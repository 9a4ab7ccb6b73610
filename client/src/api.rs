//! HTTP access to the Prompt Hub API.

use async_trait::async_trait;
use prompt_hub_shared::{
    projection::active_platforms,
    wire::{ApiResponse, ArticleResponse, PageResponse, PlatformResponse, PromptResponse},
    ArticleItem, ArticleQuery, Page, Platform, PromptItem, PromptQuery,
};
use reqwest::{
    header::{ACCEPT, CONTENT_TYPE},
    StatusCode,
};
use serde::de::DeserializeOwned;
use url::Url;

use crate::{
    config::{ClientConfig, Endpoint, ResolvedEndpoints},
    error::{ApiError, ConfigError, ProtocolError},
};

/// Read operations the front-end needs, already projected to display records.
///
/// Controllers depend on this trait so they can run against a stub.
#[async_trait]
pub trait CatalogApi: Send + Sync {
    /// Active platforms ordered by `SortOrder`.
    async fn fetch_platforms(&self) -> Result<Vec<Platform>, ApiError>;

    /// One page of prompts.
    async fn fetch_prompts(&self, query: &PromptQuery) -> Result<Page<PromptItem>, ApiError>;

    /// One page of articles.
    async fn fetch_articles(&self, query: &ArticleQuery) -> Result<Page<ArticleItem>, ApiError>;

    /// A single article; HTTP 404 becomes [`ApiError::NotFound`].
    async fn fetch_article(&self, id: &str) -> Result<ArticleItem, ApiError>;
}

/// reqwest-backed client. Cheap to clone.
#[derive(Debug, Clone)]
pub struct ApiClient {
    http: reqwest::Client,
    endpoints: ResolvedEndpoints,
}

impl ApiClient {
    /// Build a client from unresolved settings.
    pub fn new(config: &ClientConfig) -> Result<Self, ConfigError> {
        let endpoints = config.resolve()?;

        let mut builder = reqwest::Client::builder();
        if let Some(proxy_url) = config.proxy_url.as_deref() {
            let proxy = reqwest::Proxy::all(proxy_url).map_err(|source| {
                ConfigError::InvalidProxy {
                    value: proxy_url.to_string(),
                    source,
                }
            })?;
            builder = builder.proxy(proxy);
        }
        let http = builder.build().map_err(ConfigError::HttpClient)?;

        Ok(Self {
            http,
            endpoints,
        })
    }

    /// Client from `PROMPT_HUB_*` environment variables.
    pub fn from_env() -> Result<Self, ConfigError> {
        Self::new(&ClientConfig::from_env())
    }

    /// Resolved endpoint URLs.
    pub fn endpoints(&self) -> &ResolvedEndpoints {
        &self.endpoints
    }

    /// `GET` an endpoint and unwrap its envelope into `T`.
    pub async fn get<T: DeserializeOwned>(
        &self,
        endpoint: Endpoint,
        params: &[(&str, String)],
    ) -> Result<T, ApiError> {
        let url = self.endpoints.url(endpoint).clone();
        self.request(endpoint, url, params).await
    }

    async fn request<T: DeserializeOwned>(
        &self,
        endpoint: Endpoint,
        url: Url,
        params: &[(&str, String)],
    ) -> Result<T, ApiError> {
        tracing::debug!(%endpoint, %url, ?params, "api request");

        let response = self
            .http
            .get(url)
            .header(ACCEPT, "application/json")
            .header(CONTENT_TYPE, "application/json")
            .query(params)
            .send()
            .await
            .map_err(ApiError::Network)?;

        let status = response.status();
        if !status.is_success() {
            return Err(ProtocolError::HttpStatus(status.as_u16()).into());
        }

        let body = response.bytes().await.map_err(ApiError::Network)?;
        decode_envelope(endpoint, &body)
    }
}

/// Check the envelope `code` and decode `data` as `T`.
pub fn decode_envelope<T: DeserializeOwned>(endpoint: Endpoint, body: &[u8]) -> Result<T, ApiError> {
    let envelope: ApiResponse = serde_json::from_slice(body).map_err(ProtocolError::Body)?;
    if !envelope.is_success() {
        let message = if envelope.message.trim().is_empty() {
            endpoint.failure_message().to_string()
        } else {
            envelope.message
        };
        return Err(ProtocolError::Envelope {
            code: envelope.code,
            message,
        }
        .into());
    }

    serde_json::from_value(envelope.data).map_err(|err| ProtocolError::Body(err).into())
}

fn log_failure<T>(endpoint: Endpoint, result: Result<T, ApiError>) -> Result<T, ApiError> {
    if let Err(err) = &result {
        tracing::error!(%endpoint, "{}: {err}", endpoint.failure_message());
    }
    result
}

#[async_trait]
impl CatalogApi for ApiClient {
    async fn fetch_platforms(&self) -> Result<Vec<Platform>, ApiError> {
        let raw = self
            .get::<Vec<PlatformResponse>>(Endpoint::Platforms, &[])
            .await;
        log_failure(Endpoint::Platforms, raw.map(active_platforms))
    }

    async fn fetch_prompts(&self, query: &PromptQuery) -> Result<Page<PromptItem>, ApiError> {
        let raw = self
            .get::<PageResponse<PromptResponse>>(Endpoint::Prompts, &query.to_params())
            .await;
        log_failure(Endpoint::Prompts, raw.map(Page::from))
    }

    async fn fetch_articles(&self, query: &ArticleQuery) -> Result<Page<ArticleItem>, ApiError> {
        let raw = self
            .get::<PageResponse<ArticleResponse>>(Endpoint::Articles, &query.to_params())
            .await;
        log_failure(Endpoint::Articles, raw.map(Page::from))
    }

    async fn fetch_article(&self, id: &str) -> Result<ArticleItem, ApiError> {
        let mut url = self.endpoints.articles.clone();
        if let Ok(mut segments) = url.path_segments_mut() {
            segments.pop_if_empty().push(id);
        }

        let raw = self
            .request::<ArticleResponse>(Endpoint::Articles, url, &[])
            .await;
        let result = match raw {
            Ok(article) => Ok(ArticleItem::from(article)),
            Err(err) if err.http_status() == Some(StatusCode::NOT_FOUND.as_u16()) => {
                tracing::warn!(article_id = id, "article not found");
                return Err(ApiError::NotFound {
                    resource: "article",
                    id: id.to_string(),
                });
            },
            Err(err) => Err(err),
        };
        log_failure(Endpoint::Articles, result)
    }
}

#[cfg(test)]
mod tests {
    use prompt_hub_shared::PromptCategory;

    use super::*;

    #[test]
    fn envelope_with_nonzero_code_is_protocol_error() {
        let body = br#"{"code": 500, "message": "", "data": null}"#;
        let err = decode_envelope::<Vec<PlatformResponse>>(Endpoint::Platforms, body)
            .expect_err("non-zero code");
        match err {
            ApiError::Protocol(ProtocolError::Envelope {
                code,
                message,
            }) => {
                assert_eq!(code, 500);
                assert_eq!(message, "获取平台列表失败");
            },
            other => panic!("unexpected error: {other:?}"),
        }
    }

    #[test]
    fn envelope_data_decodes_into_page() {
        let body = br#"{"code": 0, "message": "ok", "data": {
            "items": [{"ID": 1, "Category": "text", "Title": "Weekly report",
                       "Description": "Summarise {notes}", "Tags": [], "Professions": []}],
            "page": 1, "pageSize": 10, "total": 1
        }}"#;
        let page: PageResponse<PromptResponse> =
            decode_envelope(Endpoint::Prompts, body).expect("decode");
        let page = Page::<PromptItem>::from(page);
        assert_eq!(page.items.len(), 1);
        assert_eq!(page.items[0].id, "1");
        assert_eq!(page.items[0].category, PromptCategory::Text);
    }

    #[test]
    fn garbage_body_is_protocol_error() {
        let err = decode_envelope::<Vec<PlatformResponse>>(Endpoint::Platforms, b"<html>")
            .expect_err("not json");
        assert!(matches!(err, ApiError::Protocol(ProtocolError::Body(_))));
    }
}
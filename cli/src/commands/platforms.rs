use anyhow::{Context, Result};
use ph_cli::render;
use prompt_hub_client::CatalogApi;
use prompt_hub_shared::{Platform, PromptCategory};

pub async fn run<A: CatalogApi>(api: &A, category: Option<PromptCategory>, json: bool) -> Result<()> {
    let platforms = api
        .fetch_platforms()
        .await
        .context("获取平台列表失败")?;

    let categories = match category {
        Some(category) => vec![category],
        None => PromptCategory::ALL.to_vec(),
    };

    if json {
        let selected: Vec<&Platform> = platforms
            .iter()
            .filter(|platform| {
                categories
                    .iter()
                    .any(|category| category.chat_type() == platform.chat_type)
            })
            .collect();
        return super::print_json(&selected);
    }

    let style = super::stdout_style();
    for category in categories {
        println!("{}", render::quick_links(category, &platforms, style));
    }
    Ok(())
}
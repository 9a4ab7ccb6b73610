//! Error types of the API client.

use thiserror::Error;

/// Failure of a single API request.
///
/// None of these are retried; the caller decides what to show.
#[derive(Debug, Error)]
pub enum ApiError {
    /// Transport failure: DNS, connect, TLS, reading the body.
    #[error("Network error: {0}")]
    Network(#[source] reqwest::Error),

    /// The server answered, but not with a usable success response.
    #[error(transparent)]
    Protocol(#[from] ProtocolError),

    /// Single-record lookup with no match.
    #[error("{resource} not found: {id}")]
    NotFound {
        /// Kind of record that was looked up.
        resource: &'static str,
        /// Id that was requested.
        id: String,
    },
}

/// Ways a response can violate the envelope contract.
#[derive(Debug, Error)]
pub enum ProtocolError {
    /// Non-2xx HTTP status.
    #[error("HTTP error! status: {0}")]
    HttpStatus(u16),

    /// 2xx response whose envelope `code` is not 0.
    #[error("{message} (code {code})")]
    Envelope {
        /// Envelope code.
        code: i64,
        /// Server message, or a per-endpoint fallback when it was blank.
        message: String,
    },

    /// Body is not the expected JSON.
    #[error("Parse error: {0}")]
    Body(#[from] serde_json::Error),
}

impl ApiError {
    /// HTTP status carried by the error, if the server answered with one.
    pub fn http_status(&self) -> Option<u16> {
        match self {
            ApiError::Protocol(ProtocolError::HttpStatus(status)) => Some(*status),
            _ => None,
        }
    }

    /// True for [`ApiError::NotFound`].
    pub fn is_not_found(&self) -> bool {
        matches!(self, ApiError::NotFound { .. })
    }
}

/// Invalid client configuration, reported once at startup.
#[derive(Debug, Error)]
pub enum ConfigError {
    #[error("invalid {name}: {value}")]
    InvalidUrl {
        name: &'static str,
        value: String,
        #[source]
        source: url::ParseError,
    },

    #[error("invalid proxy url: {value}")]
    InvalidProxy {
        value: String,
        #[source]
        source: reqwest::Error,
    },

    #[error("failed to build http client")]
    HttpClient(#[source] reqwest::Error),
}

▶ What you should do
Looking at the records above, count the lines where the word "impl" appears. State only the number.

▶ Exercise solution
3